10 thoughts on “Priorities – People or Possessions?

  1. Us too!!! 5 people here on a one income of $60,000!! It’s amazing how you can learn you don’t need so much!!!

    Posted by motherhoodisanart | September 20, 2012, 4:20 pm
  2. I love this. I stay at home and raise my kids and so many moms tell me thy WISH they could do this too, but need they extra income, all the while they drive brand new, nice cars, have a newly built house, the latest furniture, etc. Sacrafices need to be made for our children, because like you said they are only little for a short time. Do we really want to miss it for a new car?

    Posted by Michelle | September 21, 2012, 7:20 am
    • I did work for a few years, but truly, I had to and I hated it. It wasn’t a question of a new car but of eating then. In those days I looked at my job as a sacrifice for them. So we worked twice as hard to get to where we are now. It was worth it!

      Posted by anonymous3891 | September 21, 2012, 12:22 pm
  3. Great job reminding everyone of what’s important. I, too, stayed home with my kids and it is something I will never regret! I don’t know that we did it as well as you have! We shopped garage sales and the kids were happy with that – They were really excited when we found something “cool” to wear. When my second son was in 8th grade, we made the decision to Home School him and my younger daughter. Those were precious years also — Those two were really close. Family is so important – yet sometimes it is treated as an afterthought. .

    Posted by Blase & Connie | September 21, 2012, 8:14 am
    • Yes it is and it’s a shame that with all the political rhetoric policies to support families aren’t given their due place. Everyone talks about family values but it seems that very little value is placed on the family! Thanx for stopping by!

      Posted by anonymous3891 | September 21, 2012, 12:25 pm
  4. I love hearing what you are doing. Wonderful. Congrats to you all for recognizing what’s important. I thought we were doing well bc we have our kiddos clean the toilets and pick out ingredients with which they’ll help make dinner. (not necessarily in that order!) Inspiring. Kudos. they will be healthier happy kids for sure!

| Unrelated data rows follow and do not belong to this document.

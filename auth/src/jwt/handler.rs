use jsonwebtoken::decode;
use jsonwebtoken::encode;
use jsonwebtoken::errors::ErrorKind;
use jsonwebtoken::Algorithm;
use jsonwebtoken::DecodingKey;
use jsonwebtoken::EncodingKey;
use jsonwebtoken::Header;
use jsonwebtoken::Validation;
use serde::Deserialize;
use serde::Serialize;

use super::errors::JwtError;

/// JWT token handler for encoding and decoding tokens.
///
/// Generic over the claims type. Uses HS256 (HMAC with SHA-256).
pub struct JwtHandler {
    encoding_key: EncodingKey,
    decoding_key: DecodingKey,
    algorithm: Algorithm,
}

impl JwtHandler {
    /// Create a new JWT handler with a secret key.
    ///
    /// # Arguments
    /// * `secret` - Secret key for signing tokens (should be stored securely)
    ///
    /// # Security Notes
    /// - The secret should be at least 256 bits (32 bytes) for HS256
    /// - Store secrets in environment variables or secure vaults, never in code
    pub fn new(secret: &[u8]) -> Self {
        Self {
            encoding_key: EncodingKey::from_secret(secret),
            decoding_key: DecodingKey::from_secret(secret),
            algorithm: Algorithm::HS256,
        }
    }

    /// Encode claims into a JWT token.
    ///
    /// # Errors
    /// * `EncodingFailed` - Token encoding failed
    pub fn encode<T: Serialize>(&self, claims: &T) -> Result<String, JwtError> {
        let header = Header::new(self.algorithm);

        encode(&header, claims, &self.encoding_key)
            .map_err(|e| JwtError::EncodingFailed(e.to_string()))
    }

    /// Decode and validate a JWT token.
    ///
    /// The `exp` claim is mandatory and checked without leeway. `nbf` is not
    /// enforced.
    ///
    /// # Errors
    /// * `InvalidToken` - Signature mismatch, malformed token, or token expired
    pub fn decode<T: for<'de> Deserialize<'de>>(&self, token: &str) -> Result<T, JwtError> {
        let mut validation = Validation::new(self.algorithm);
        validation.leeway = 0;
        validation.validate_nbf = false;

        let token_data =
            decode::<T>(token, &self.decoding_key, &validation).map_err(|e| match e.kind() {
                ErrorKind::ExpiredSignature => JwtError::InvalidToken("token has expired".into()),
                ErrorKind::InvalidSignature => {
                    JwtError::InvalidToken("signature does not match".into())
                }
                _ => JwtError::InvalidToken(e.to_string()),
            })?;

        Ok(token_data.claims)
    }
}
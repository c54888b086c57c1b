use std::sync::Arc;

use async_trait::async_trait;
use chrono::Utc;

use crate::domain::profile::models::UpdateProfileCommand;
use crate::domain::profile::models::UserProfile;
use crate::domain::profile::models::UserStats;
use crate::domain::profile::ports::ProfileServicePort;
use crate::domain::session::models::sort_most_recent_first;
use crate::domain::session::models::SessionHistoryEntry;
use crate::domain::session::ports::SessionRepository;
use crate::domain::user::models::avatar_initials;
use crate::domain::user::models::User;
use crate::domain::user::models::UserId;
use crate::user::errors::UserError;
use crate::user::ports::UserRepository;

/// Domain service for profile and history operations.
pub struct ProfileService<UR, SR>
where
    UR: UserRepository,
    SR: SessionRepository,
{
    users: Arc<UR>,
    sessions: Arc<SR>,
}

impl<UR, SR> ProfileService<UR, SR>
where
    UR: UserRepository,
    SR: SessionRepository,
{
    pub fn new(users: Arc<UR>, sessions: Arc<SR>) -> Self {
        Self { users, sessions }
    }

    async fn require_user(&self, id: &UserId) -> Result<User, UserError> {
        self.users
            .find_by_id(id)
            .await?
            .ok_or(UserError::NotFound(id.to_string()))
    }
}

#[async_trait]
impl<UR, SR> ProfileServicePort for ProfileService<UR, SR>
where
    UR: UserRepository,
    SR: SessionRepository,
{
    async fn get_full_profile(&self, id: &UserId) -> Result<UserProfile, UserError> {
        tracing::info!(user_id = %id, "Fetching full profile");

        let user = self.require_user(id).await?;
        let stats = self.calculate_stats(id).await?;

        Ok(UserProfile { user, stats })
    }

    async fn get_public_profile(&self, id: &UserId) -> Result<User, UserError> {
        tracing::info!(user_id = %id, "Fetching public profile");
        self.require_user(id).await
    }

    async fn calculate_stats(&self, id: &UserId) -> Result<UserStats, UserError> {
        tracing::debug!(user_id = %id, "Calculating stats");

        let total_bookings = self.sessions.count_by_user(id).await?;
        Ok(UserStats::from_bookings(total_bookings))
    }

    async fn update_profile(
        &self,
        id: &UserId,
        command: UpdateProfileCommand,
    ) -> Result<UserProfile, UserError> {
        tracing::info!(user_id = %id, "Updating profile");

        let mut user = self.require_user(id).await?;

        if let Some(full_name) = command.full_name {
            user.avatar_initials = avatar_initials(full_name.as_str());
            user.full_name = full_name;
        }

        if let Some(avatar_url) = command.avatar_url {
            user.avatar_url = Some(avatar_url);
        }

        if let Some(skill_level) = command.skill_level {
            user.skill_level = skill_level;
        }

        if let Some(bio) = command.bio {
            user.bio = Some(bio);
        }

        user.updated_at = Utc::now();

        let user = self.users.update(user).await?;
        let stats = self.calculate_stats(id).await?;

        Ok(UserProfile { user, stats })
    }

    async fn session_history(&self, id: &UserId) -> Result<Vec<SessionHistoryEntry>, UserError> {
        tracing::debug!(user_id = %id, "Fetching session history");

        let mut entries = self.sessions.find_history_by_user(id).await?;
        sort_most_recent_first(&mut entries);

        Ok(entries)
    }
}
pub mod config;
pub mod domain;
pub mod inbound;
pub mod outbound;

pub use domain::user;
pub use outbound::repositories;
use axum::extract::rejection::JsonRejection;
use axum::extract::State;
use axum::http::StatusCode;
use axum::Json;
use serde::Deserialize;

use super::ApiError;
use super::ApiSuccess;
use super::FieldErrors;
use crate::domain::profile::models::UpdateProfileCommand;
use crate::domain::user::models::FullName;
use crate::domain::user::models::SkillLevel;
use crate::inbound::http::messages::ProfileData;
use crate::inbound::http::middleware::AuthenticatedUser;
use crate::inbound::http::router::AppState;

const MAX_AVATAR_URL_LENGTH: usize = 500;
const MAX_BIO_LENGTH: usize = 1000;

pub async fn update_my_profile(
    State(state): State<AppState>,
    AuthenticatedUser(user): AuthenticatedUser,
    body: Result<Json<UpdateProfileRequestBody>, JsonRejection>,
) -> Result<ApiSuccess<ProfileData>, ApiError> {
    let Json(body) = body?;
    let command = body.try_into_command()?;

    state
        .profile_service
        .update_profile(&user.id, command)
        .await
        .map_err(ApiError::from)
        .map(|ref profile| ApiSuccess::new(StatusCode::OK, profile.into()))
}

/// Partial update; absent or null fields are left unchanged.
#[derive(Debug, Clone, Default, PartialEq, Eq, Deserialize)]
#[serde(rename_all = "camelCase")]
pub struct UpdateProfileRequestBody {
    full_name: Option<String>,
    avatar_url: Option<String>,
    skill_level: Option<String>,
    bio: Option<String>,
}

impl UpdateProfileRequestBody {
    fn try_into_command(self) -> Result<UpdateProfileCommand, ApiError> {
        let mut errors = FieldErrors::new();

        let full_name = self
            .full_name
            .and_then(|v| errors.capture("fullName", FullName::new(v)));
        let skill_level = self
            .skill_level
            .and_then(|v| errors.capture("skillLevel", v.parse::<SkillLevel>()));
        let avatar_url = self
            .avatar_url
            .and_then(|v| bounded(&mut errors, "avatarUrl", v, MAX_AVATAR_URL_LENGTH));
        let bio = self
            .bio
            .and_then(|v| bounded(&mut errors, "bio", v, MAX_BIO_LENGTH));

        errors.into_result()?;

        Ok(UpdateProfileCommand {
            full_name,
            avatar_url,
            skill_level,
            bio,
        })
    }
}

fn bounded(errors: &mut FieldErrors, field: &str, value: String, max: usize) -> Option<String> {
    if value.chars().count() > max {
        errors.add(field, format!("{} must be at most {} characters", field, max));
        None
    } else {
        Some(value)
    }
}

#[cfg(test)]
mod tests {
    use super::*;

    #[test]
    fn test_empty_body_changes_nothing() {
        let body: UpdateProfileRequestBody = serde_json::from_str("{}").unwrap();
        let command = body.try_into_command().unwrap();

        assert!(command.full_name.is_none());
        assert!(command.avatar_url.is_none());
        assert!(command.skill_level.is_none());
        assert!(command.bio.is_none());
    }

    #[test]
    fn test_fields_are_parsed() {
        let body: UpdateProfileRequestBody = serde_json::from_str(
            r#"{"fullName": " Updated Name ", "skillLevel": "All levels", "bio": "I love sports!"}"#,
        )
        .unwrap();
        let command = body.try_into_command().unwrap();

        assert_eq!(command.full_name.unwrap().as_str(), "Updated Name");
        assert_eq!(command.skill_level, Some(SkillLevel::AllLevels));
        assert_eq!(command.bio.as_deref(), Some("I love sports!"));
    }

    #[test]
    fn test_out_of_range_fields_rejected() {
        let body = UpdateProfileRequestBody {
            full_name: Some("X".to_string()),
            avatar_url: Some("a".repeat(MAX_AVATAR_URL_LENGTH + 1)),
            skill_level: Some("Expert".to_string()),
            bio: Some("b".repeat(MAX_BIO_LENGTH + 1)),
        };

        let Err(ApiError::Validation(errors)) = body.try_into_command() else {
            panic!("expected validation error");
        };
        assert!(errors.get("fullName").is_some());
        assert!(errors.get("skillLevel").is_some());
        assert_eq!(
            errors.get("avatarUrl"),
            Some("avatarUrl must be at most 500 characters")
        );
        assert_eq!(errors.get("bio"), Some("bio must be at most 1000 characters"));
    }
}
use argon2::password_hash::rand_core::OsRng;
use argon2::password_hash::PasswordHash;
use argon2::password_hash::PasswordHasher as Argon2PasswordHasher;
use argon2::password_hash::PasswordVerifier;
use argon2::password_hash::SaltString;
use argon2::Algorithm;
use argon2::Argon2;
use argon2::Params;
use argon2::Version;

use super::errors::PasswordError;

/// Argon2id cost parameters.
///
/// Only affects newly produced hashes: verification always uses the
/// parameters embedded in the stored PHC string.
#[derive(Debug, Clone, Copy, PartialEq, Eq)]
pub struct PasswordCost {
    /// Memory size in KiB
    pub memory_kib: u32,
    /// Number of passes
    pub iterations: u32,
    /// Degree of parallelism
    pub parallelism: u32,
}

impl Default for PasswordCost {
    fn default() -> Self {
        Self {
            memory_kib: Params::DEFAULT_M_COST,
            iterations: Params::DEFAULT_T_COST,
            parallelism: Params::DEFAULT_P_COST,
        }
    }
}

/// Password hashing implementation.
///
/// Provides cryptographic password hashing (internally uses Argon2id).
#[derive(Clone)]
pub struct PasswordHasher {
    argon2: Argon2<'static>,
}

impl PasswordHasher {
    /// Create a new password hasher instance.
    ///
    /// # Returns
    /// PasswordHasher instance configured with the recommended Argon2id defaults
    pub fn new() -> Self {
        Self {
            argon2: Argon2::default(),
        }
    }

    /// Create a password hasher with explicit cost parameters.
    ///
    /// # Arguments
    /// * `cost` - Memory, iteration and parallelism settings
    ///
    /// # Errors
    /// * `InvalidCost` - Parameters are outside the ranges Argon2 accepts
    pub fn with_cost(cost: PasswordCost) -> Result<Self, PasswordError> {
        let params = Params::new(cost.memory_kib, cost.iterations, cost.parallelism, None)
            .map_err(|e| PasswordError::InvalidCost(e.to_string()))?;

        Ok(Self {
            argon2: Argon2::new(Algorithm::Argon2id, Version::V0x13, params),
        })
    }

    /// Hash a plaintext password securely.
    ///
    /// A fresh random salt is generated on every call, so hashing the same
    /// password twice yields two different strings.
    ///
    /// # Arguments
    /// * `password` - Plaintext password to hash
    ///
    /// # Returns
    /// PHC string format hash (includes algorithm, parameters, salt, and hash)
    ///
    /// # Errors
    /// * `HashingFailed` - Password hashing operation failed
    pub fn hash(&self, password: &str) -> Result<String, PasswordError> {
        let salt = SaltString::generate(&mut OsRng);

        self.argon2
            .hash_password(password.as_bytes(), &salt)
            .map(|hash| hash.to_string())
            .map_err(|e| PasswordError::HashingFailed(e.to_string()))
    }

    /// Verify a password against a stored hash.
    ///
    /// # Arguments
    /// * `password` - Plaintext password to verify
    /// * `hash` - Stored password hash in PHC string format
    ///
    /// # Returns
    /// True if password matches, false otherwise
    ///
    /// # Errors
    /// * `VerificationFailed` - Hash format is invalid
    pub fn verify(&self, password: &str, hash: &str) -> Result<bool, PasswordError> {
        let parsed_hash = PasswordHash::new(hash).map_err(|e| {
            PasswordError::VerificationFailed(format!("Invalid password hash: {}", e))
        })?;

        Ok(self
            .argon2
            .verify_password(password.as_bytes(), &parsed_hash)
            .is_ok())
    }
}

impl Default for PasswordHasher {
    fn default() -> Self {
        Self::new()
    }
}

    Posted by rantsrulesandrecipes | October 2, 2012, 10:42 pm
    • Yes, I’m a big fan of putting the kids to work, too. I think it is one of the best ways to build their self-esteem as it gives them a way to contribute and to learn that they are capable people. Sometimes it would be more efficient to do it myself but I know that everything they help with is another chance for them to learn and grow. It’s so sad to see a child grow up without the opportunity to do chores and learn manners.

      Posted by anonymous3891 | October 4, 2012, 10:50 am
  5. What? You can still watch tv if the screen isn’t flat??! : ) For me, I find myself wistfully looking at teachers in cute teacher outfits when I pop into the school, and think…man, if I was still teaching right now, I could do that. And then I walk out of the school in the jeans I’ve had on for three days, and I’m holding the hands of my three-yr-old and 18 mo old, and we hop in our boring mini van, and we go home. And then, it all feels pretty darn great.

    Even living simply and frugally here in the U.S., we are so incredibly rich beyond the comprehension of so many countries. Seeing other countries, where mothers live in tin shacks, and cook a few handfuls of beans to feed the family, I feel pretty darn blessed.

    Great post. Thanks for the reminder of the good life I have at home with my kids.

    Posted by Kathy's Chronicles | October 12, 2012, 2:21 pm
    • It’s not the teachers outfits that get to me so much as the other Mom’s. Lol. There’s a little pack of us in our jeans and sweats and and t-shirts we got in college who spend our mornings gardening, cooking, cleaning, shopping, errands, so that we can have our afternoons to interact with our preschoolers. Then there’s the click of designer outfits and hour-long primping sessions and I have to wonder how they have the time and money to devote to it, is a $300 pair of pants actually making them any happier or their/their kids’ lives any better? And, yes, like you said, we are blessed. Although I do often cook a few handfuls of beans and rice and call it dinner, they are cheap and healthy.